====== Records to use

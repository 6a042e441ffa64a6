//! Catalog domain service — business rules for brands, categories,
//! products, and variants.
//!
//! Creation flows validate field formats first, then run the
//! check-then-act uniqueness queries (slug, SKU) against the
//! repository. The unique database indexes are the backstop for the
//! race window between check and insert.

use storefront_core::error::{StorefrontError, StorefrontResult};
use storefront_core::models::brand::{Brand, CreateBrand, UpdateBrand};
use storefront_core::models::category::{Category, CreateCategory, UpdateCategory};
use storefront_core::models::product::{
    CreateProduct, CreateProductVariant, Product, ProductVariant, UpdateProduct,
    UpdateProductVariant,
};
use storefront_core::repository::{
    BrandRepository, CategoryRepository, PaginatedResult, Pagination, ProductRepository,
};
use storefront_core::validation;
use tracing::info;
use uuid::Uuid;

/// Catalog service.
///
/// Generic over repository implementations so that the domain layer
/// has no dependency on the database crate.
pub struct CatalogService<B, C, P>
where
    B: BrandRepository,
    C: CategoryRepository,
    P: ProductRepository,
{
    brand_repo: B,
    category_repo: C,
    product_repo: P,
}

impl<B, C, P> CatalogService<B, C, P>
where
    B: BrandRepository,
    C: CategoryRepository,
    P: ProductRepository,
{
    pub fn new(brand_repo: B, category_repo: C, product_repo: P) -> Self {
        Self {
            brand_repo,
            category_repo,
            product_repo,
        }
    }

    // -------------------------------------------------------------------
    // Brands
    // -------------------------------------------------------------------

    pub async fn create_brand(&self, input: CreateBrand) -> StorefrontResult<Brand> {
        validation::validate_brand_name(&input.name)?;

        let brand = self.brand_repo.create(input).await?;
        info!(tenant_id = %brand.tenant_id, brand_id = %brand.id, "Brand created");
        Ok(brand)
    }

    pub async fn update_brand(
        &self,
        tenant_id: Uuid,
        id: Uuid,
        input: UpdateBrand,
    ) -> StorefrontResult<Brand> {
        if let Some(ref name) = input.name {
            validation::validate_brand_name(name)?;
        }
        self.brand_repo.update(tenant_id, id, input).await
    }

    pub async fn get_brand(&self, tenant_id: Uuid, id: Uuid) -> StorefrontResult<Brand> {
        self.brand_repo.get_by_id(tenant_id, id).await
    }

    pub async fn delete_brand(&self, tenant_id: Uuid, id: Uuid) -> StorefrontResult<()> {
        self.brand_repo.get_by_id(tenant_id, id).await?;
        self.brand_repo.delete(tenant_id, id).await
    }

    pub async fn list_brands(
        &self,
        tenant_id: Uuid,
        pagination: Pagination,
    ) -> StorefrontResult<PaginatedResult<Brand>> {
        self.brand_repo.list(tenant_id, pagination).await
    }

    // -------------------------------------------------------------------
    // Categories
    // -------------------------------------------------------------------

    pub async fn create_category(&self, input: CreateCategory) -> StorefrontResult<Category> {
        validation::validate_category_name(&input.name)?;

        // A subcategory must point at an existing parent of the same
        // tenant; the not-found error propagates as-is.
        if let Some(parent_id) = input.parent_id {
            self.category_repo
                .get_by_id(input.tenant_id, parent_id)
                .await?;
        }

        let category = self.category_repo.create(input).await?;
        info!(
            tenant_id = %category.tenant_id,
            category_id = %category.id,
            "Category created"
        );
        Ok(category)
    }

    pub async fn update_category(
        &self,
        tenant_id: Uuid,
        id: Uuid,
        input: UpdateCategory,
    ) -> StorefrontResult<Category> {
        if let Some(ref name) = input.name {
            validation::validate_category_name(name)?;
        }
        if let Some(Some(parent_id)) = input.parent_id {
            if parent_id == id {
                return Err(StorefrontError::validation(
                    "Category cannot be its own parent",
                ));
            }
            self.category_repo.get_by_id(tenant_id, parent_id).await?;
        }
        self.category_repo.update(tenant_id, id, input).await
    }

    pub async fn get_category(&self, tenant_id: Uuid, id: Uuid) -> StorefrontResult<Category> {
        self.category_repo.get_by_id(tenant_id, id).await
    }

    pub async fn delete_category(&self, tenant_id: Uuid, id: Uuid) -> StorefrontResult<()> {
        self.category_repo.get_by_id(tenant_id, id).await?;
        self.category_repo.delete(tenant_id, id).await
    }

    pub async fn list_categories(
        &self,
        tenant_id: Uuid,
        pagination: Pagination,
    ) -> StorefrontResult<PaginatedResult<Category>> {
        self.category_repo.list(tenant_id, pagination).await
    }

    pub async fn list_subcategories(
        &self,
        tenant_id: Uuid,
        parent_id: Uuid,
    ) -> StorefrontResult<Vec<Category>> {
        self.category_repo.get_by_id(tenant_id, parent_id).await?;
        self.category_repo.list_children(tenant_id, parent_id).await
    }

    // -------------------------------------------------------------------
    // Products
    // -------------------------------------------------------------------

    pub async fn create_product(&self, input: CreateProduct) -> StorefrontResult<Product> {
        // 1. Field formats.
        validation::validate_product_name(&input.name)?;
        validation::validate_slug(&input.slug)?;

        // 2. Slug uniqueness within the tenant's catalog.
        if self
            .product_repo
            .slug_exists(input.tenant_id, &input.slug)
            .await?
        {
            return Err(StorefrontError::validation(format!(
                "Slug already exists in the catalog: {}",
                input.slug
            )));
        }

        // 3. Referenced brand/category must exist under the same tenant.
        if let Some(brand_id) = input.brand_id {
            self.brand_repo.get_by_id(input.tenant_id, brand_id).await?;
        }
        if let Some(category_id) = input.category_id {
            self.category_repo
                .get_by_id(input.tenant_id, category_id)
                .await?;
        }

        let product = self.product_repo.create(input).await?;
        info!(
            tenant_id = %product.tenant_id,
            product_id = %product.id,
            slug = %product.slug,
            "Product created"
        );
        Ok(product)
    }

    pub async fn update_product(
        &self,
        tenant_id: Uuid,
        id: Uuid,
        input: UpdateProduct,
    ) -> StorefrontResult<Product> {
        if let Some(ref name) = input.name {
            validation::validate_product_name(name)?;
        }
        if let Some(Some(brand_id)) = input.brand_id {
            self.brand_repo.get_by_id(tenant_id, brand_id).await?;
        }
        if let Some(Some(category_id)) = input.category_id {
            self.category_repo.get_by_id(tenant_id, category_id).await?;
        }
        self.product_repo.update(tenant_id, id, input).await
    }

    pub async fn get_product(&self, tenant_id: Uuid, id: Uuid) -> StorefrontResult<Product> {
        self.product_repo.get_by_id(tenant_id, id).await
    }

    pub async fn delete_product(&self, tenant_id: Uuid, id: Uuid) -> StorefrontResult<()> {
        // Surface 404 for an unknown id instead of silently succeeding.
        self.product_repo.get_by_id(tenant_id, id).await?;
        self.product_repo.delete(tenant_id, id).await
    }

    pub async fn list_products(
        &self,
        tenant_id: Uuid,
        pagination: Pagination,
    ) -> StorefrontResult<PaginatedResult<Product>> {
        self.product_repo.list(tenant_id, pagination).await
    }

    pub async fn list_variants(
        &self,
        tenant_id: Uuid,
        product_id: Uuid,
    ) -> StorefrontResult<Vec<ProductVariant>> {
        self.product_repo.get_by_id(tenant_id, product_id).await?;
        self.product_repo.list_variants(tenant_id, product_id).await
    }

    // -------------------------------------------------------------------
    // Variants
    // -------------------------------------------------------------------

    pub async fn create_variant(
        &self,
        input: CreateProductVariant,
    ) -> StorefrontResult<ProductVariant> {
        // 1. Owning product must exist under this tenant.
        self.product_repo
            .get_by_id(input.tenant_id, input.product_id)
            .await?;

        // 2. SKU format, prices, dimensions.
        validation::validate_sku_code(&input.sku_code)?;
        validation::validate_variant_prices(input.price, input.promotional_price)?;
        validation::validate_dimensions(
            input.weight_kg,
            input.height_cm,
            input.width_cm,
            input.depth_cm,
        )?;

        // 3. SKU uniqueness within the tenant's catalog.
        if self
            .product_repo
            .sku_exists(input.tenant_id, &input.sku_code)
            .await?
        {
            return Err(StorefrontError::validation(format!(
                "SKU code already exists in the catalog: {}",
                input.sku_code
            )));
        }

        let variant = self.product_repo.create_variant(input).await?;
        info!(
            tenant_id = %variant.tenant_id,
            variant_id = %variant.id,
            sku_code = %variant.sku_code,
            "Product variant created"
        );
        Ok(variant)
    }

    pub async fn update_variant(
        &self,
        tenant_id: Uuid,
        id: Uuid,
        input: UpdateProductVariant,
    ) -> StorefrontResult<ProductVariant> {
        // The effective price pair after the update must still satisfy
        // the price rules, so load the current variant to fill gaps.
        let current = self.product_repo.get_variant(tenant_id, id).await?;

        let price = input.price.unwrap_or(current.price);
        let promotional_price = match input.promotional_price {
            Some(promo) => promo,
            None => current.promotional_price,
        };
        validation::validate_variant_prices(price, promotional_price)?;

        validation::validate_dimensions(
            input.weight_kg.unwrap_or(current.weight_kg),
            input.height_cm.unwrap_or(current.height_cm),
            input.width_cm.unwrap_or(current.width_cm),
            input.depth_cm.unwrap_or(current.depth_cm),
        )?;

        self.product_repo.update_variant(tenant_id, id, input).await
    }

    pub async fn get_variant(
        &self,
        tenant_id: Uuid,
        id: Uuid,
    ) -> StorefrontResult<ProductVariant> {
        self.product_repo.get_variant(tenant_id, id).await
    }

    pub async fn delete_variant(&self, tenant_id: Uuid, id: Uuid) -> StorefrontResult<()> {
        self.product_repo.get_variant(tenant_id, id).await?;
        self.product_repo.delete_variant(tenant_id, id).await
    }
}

============
====== Records to use

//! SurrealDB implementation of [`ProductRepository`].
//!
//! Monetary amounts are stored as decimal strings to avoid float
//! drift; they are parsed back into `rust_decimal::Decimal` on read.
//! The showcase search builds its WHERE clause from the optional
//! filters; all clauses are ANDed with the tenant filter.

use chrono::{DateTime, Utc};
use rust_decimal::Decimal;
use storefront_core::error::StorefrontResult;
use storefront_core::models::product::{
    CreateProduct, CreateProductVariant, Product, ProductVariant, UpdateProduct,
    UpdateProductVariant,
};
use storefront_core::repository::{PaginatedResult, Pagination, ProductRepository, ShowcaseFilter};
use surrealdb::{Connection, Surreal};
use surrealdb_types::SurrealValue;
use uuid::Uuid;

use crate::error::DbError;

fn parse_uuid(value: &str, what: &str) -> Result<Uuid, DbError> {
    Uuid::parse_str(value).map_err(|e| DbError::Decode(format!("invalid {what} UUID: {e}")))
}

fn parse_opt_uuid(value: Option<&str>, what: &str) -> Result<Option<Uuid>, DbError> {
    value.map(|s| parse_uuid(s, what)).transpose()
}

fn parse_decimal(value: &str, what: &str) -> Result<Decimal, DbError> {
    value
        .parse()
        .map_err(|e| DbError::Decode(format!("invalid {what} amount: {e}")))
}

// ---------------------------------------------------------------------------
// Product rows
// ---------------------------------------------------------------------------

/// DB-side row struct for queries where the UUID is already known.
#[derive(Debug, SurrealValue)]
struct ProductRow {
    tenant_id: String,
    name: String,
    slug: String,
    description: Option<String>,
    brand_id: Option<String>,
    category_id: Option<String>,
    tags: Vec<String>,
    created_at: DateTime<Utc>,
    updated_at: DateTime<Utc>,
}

============
====== Records to use

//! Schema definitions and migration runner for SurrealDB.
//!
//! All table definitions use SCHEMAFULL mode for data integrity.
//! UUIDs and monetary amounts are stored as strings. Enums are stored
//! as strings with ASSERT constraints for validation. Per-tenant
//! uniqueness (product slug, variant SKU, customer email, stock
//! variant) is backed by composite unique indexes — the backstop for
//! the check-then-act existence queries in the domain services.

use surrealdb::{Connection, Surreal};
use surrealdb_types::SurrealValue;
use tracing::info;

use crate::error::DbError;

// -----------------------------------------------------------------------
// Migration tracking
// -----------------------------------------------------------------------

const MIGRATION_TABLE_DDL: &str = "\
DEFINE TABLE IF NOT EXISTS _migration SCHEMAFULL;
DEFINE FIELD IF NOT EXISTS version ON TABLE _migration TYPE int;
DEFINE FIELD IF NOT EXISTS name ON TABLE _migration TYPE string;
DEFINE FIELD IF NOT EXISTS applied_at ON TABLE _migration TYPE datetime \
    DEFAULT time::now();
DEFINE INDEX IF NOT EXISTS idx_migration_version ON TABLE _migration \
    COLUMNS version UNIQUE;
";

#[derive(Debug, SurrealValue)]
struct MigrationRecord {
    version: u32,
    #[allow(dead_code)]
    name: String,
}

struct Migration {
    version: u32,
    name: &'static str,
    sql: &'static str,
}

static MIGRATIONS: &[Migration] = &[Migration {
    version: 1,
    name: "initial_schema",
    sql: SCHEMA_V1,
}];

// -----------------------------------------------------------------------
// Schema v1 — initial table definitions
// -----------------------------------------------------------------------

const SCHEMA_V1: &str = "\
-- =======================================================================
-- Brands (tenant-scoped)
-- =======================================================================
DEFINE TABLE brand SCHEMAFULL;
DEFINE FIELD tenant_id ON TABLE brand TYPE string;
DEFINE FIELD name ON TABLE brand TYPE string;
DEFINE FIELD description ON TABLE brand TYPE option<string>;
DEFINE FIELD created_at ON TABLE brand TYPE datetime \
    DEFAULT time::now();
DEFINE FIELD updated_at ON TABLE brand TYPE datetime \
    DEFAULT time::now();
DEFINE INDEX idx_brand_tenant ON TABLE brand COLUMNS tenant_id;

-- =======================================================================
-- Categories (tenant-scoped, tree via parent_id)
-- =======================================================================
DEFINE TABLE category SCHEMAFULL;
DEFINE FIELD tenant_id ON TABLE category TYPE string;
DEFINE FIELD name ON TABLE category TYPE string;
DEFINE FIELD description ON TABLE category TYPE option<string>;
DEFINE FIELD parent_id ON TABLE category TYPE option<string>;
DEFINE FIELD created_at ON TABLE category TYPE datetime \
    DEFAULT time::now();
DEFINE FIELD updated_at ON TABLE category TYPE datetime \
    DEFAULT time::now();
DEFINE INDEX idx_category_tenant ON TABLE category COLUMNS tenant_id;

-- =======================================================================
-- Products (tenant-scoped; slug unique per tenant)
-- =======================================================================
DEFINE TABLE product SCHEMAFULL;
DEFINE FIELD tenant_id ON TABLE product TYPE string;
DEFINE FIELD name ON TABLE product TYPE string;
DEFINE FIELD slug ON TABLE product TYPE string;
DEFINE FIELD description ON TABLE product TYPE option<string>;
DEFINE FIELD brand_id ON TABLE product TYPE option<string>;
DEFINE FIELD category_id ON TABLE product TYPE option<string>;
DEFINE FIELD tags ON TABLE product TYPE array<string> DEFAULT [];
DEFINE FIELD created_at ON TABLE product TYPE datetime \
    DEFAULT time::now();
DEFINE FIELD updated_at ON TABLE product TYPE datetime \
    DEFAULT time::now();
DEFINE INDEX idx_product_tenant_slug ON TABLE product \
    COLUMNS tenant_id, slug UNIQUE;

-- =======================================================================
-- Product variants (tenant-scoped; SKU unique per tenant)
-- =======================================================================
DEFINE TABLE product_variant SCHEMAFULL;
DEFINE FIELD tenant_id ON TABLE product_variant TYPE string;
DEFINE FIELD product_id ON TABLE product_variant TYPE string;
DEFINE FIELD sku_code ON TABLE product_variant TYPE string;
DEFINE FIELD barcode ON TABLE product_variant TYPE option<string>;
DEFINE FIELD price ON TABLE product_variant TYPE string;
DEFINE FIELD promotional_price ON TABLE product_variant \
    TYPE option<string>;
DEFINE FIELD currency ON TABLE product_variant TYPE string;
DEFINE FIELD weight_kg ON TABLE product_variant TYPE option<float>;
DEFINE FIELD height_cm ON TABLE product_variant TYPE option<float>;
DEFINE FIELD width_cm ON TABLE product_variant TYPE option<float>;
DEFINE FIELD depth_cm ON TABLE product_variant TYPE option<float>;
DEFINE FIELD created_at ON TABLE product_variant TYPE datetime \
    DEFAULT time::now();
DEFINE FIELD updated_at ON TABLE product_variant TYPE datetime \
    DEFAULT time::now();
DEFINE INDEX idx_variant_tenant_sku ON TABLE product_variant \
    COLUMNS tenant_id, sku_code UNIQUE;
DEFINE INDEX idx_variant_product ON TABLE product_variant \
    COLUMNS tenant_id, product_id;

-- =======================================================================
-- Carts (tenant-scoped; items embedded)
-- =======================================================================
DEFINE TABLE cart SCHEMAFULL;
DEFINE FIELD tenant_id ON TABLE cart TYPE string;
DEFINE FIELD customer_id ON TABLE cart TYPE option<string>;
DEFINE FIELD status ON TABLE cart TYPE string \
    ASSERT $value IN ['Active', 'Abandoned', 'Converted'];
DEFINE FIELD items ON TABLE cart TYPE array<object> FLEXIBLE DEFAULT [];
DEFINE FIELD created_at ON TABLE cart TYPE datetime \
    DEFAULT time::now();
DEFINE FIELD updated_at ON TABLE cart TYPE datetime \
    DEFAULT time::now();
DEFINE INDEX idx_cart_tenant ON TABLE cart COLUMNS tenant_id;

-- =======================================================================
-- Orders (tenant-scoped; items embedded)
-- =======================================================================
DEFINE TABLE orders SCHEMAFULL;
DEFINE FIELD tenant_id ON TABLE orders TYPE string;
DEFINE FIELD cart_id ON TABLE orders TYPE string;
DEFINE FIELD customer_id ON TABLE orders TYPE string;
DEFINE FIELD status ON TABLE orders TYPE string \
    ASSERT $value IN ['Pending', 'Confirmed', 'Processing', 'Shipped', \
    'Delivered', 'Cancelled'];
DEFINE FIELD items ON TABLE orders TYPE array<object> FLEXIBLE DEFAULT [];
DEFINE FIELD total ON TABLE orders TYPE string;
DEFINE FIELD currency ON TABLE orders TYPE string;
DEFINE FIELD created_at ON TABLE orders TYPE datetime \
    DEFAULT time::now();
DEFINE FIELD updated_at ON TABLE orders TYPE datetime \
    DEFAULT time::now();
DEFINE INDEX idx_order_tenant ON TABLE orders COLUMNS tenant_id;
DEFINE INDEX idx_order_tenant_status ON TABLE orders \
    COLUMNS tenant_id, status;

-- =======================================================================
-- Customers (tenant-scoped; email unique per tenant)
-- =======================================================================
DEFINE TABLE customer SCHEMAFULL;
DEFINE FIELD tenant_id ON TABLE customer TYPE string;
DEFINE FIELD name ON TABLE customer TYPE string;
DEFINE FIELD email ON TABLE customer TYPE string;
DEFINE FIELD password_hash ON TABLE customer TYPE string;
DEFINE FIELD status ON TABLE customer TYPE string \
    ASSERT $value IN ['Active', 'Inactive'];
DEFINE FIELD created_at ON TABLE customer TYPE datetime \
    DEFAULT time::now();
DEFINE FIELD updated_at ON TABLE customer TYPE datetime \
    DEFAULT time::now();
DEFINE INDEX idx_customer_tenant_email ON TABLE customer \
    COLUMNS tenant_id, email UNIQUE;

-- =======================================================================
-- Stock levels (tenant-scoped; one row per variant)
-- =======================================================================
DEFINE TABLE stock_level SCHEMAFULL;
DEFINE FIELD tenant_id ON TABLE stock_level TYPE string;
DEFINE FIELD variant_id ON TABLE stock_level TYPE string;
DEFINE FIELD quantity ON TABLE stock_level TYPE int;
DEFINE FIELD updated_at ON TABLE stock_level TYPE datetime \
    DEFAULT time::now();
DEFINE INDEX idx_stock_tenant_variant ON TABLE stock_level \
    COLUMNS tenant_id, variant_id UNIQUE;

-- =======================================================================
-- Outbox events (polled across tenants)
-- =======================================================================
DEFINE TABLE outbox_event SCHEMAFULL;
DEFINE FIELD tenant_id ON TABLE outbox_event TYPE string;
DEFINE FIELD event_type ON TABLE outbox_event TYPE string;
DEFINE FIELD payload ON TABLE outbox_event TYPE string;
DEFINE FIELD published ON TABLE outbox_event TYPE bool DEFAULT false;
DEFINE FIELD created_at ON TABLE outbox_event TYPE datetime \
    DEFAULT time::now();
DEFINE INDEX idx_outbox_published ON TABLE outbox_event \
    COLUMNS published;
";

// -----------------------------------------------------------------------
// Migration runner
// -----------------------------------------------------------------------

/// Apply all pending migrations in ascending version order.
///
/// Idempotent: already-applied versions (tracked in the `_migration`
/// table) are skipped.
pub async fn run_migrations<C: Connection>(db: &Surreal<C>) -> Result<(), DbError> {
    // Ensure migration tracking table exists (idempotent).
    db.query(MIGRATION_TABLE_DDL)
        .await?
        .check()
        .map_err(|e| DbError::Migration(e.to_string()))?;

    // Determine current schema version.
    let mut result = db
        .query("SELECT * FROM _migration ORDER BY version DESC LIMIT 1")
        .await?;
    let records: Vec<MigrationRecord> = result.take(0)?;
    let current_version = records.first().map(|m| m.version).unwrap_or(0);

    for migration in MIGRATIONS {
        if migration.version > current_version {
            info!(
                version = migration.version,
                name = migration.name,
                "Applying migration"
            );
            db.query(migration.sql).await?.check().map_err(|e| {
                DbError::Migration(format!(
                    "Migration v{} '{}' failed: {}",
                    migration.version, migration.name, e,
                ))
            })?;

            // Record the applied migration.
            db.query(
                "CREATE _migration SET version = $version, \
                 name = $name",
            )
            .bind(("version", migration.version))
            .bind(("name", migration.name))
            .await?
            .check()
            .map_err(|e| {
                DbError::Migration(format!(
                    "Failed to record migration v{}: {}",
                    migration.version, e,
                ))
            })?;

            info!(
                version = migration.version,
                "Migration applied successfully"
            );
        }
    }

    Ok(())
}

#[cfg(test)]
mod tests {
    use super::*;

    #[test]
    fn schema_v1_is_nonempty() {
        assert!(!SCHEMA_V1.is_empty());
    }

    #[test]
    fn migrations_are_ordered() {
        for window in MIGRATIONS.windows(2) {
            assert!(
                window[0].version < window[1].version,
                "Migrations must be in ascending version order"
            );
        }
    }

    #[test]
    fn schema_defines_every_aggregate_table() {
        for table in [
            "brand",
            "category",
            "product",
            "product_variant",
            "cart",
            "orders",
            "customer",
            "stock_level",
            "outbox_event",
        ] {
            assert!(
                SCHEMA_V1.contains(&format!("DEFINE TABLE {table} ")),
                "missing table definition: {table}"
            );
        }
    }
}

============

_Task prompt:_ After locating the line with "DEFINE FIELD tenant_id ON TABLE orders" in the material above, return it and each line after it exactly, ending at the line with "DEFINE INDEX idx_order_tenant ON".

_The completed task:_
DEFINE FIELD tenant_id ON TABLE orders TYPE string;
DEFINE FIELD cart_id ON TABLE orders TYPE string;
DEFINE FIELD customer_id ON TABLE orders TYPE string;
DEFINE FIELD status ON TABLE orders TYPE string \
    ASSERT $value IN ['Pending', 'Confirmed', 'Processing', 'Shipped', \
    'Delivered', 'Cancelled'];
DEFINE FIELD items ON TABLE orders TYPE array<object> FLEXIBLE DEFAULT [];
DEFINE FIELD total ON TABLE orders TYPE string;
DEFINE FIELD currency ON TABLE orders TYPE string;
DEFINE FIELD created_at ON TABLE orders TYPE datetime \
    DEFAULT time::now();
DEFINE FIELD updated_at ON TABLE orders TYPE datetime \
    DEFAULT time::now();
DEFINE INDEX idx_order_tenant ON TABLE orders COLUMNS tenant_id;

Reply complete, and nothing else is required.